Honoring his pledge to serve only one term, Polk declined to seek re-election. At the 1848 Democratic National Convention, Lewis Cass was nominated. The 1848 Whig National Convention nominated Zachary Taylor for president and former congressman Millard Fillmore of New York for vice president. Martin Van Buren led a breakaway Free Soil Party from the Democrats. Polk was surprised and disappointed by his former ally's political conversion and worried about the divisiveness of a sectional party devoted to abolition. Polk did not give speeches for Cass, remaining at his desk at the White House. He did remove some Van Buren supporters from federal office during the campaign.

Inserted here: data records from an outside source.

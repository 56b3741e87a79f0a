//! Math transform object graph.
//!
//! Transforms are descriptive: they record what to compute (method and
//! parameters, or how sub-transforms compose) without evaluating coordinates.

use crate::error::{Error, Result};
use crate::parameter::ParameterGroup;

/// A primitive transform: an operation method applied with a parameter group.
#[derive(Debug, Clone, PartialEq)]
pub struct ParameterizedTransform {
    method: String,
    source_dimensions: usize,
    target_dimensions: usize,
    parameters: ParameterGroup,
}

impl ParameterizedTransform {
    pub(crate) fn new(
        method: impl Into<String>,
        source_dimensions: usize,
        target_dimensions: usize,
        parameters: ParameterGroup,
    ) -> Self {
        Self {
            method: method.into(),
            source_dimensions,
            target_dimensions,
            parameters,
        }
    }

    /// Canonical name of the operation method.
    pub fn method(&self) -> &str {
        &self.method
    }

    pub fn parameters(&self) -> &ParameterGroup {
        &self.parameters
    }

    pub fn source_dimensions(&self) -> usize {
        self.source_dimensions
    }

    pub fn target_dimensions(&self) -> usize {
        self.target_dimensions
    }
}

#[derive(Debug, Clone, PartialEq)]
pub enum MathTransform {
    Parameterized(ParameterizedTransform),
    /// Steps applied in order; each step's target matches the next step's source.
    Concatenated(Vec<MathTransform>),
    Inverse(Box<MathTransform>),
    /// Applies `transform` to the ordinates starting at `first_affected`,
    /// leaving the others untouched.
    PassThrough {
        first_affected: usize,
        transform: Box<MathTransform>,
        trailing: usize,
    },
}

impl MathTransform {
    pub fn concatenated(mut steps: Vec<MathTransform>) -> Result<Self> {
        if steps.is_empty() {
            return Err(Error::InvalidObject(
                "a concatenated transform needs at least one step".to_string(),
            ));
        }
        if steps.len() == 1 {
            return Ok(steps.remove(0));
        }
        for (i, pair) in steps.windows(2).enumerate() {
            if pair[0].target_dimensions() != pair[1].source_dimensions() {
                return Err(Error::InvalidObject(format!(
                    "step {} outputs {} dimensions but step {} expects {}",
                    i + 1,
                    pair[0].target_dimensions(),
                    i + 2,
                    pair[1].source_dimensions()
                )));
            }
        }
        Ok(MathTransform::Concatenated(steps))
    }

    pub fn pass_through(first_affected: usize, transform: MathTransform, trailing: usize) -> Self {
        if first_affected == 0 && trailing == 0 {
            return transform;
        }
        MathTransform::PassThrough {
            first_affected,
            transform: Box::new(transform),
            trailing,
        }
    }

    /// Inverse of this transform. Inverting an inverse yields the original.
    pub fn inverse(self) -> Self {
        match self {
            MathTransform::Inverse(inner) => *inner,
            other => MathTransform::Inverse(Box::new(other)),
        }
    }

    pub fn source_dimensions(&self) -> usize {
        match self {
            MathTransform::Parameterized(p) => p.source_dimensions,
            MathTransform::Concatenated(steps) => {
                steps.first().map(|s| s.source_dimensions()).unwrap_or(0)
            }
            MathTransform::Inverse(inner) => inner.target_dimensions(),
            MathTransform::PassThrough {
                first_affected,
                transform,
                trailing,
            } => first_affected + transform.source_dimensions() + trailing,
        }
    }

    pub fn target_dimensions(&self) -> usize {
        match self {
            MathTransform::Parameterized(p) => p.target_dimensions,
            MathTransform::Concatenated(steps) => {
                steps.last().map(|s| s.target_dimensions()).unwrap_or(0)
            }
            MathTransform::Inverse(inner) => inner.source_dimensions(),
            MathTransform::PassThrough {
                first_affected,
                transform,
                trailing,
            } => first_affected + transform.target_dimensions() + trailing,
        }
    }

    pub fn as_parameterized(&self) -> Option<&ParameterizedTransform> {
        match self {
            MathTransform::Parameterized(p) => Some(p),
            _ => None,
        }
    }
}

impl From<ParameterizedTransform> for MathTransform {
    fn from(value: ParameterizedTransform) -> Self {
        MathTransform::Parameterized(value)
    }
}

#[cfg(test)]
mod tests {
    use super::*;

    fn primitive(source: usize, target: usize) -> MathTransform {
        ParameterizedTransform::new("Test", source, target, ParameterGroup::new()).into()
    }

    #[test]
    fn double_inverse_collapses() {
        let t = primitive(2, 3);
        assert_eq!(t.clone().inverse().inverse(), t);
        let inv = t.inverse();
        assert_eq!(inv.source_dimensions(), 3);
        assert_eq!(inv.target_dimensions(), 2);
    }

    #[test]
    fn concatenation_checks_dimensions() {
        assert!(MathTransform::concatenated(vec![primitive(2, 3), primitive(3, 2)]).is_ok());
        assert!(MathTransform::concatenated(vec![primitive(2, 3), primitive(2, 2)]).is_err());
        assert!(MathTransform::concatenated(Vec::new()).is_err());
        assert_eq!(
            MathTransform::concatenated(vec![primitive(2, 2)]).unwrap(),
            primitive(2, 2)
        );
    }

    #[test]
    fn pass_through_dimensions() {
        let t = MathTransform::pass_through(1, primitive(2, 3), 1);
        assert_eq!(t.source_dimensions(), 4);
        assert_eq!(t.target_dimensions(), 5);
        assert_eq!(MathTransform::pass_through(0, primitive(2, 2), 0), primitive(2, 2));
    }
}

Taylor won the three-way election with a plurality of the popular vote and a majority of the electoral vote. Polk was disappointed by the outcome as he had a low opinion of Taylor, seeing the general as someone with poor judgment and few opinions on important public matters. Nevertheless, Polk observed tradition and welcomed President-elect Taylor to Washington, hosting him at a gala White House dinner. Polk departed the White House on March 3, leaving behind him a clean desk, though he worked from his hotel or the Capitol on last-minute appointments and bill signings. He attended Taylor's inauguration on March 5 (March 4, the presidential inauguration day until 1937, fell on a Sunday, and thus the ceremony was postponed a day), and though he was unimpressed with the new president, wished him the best.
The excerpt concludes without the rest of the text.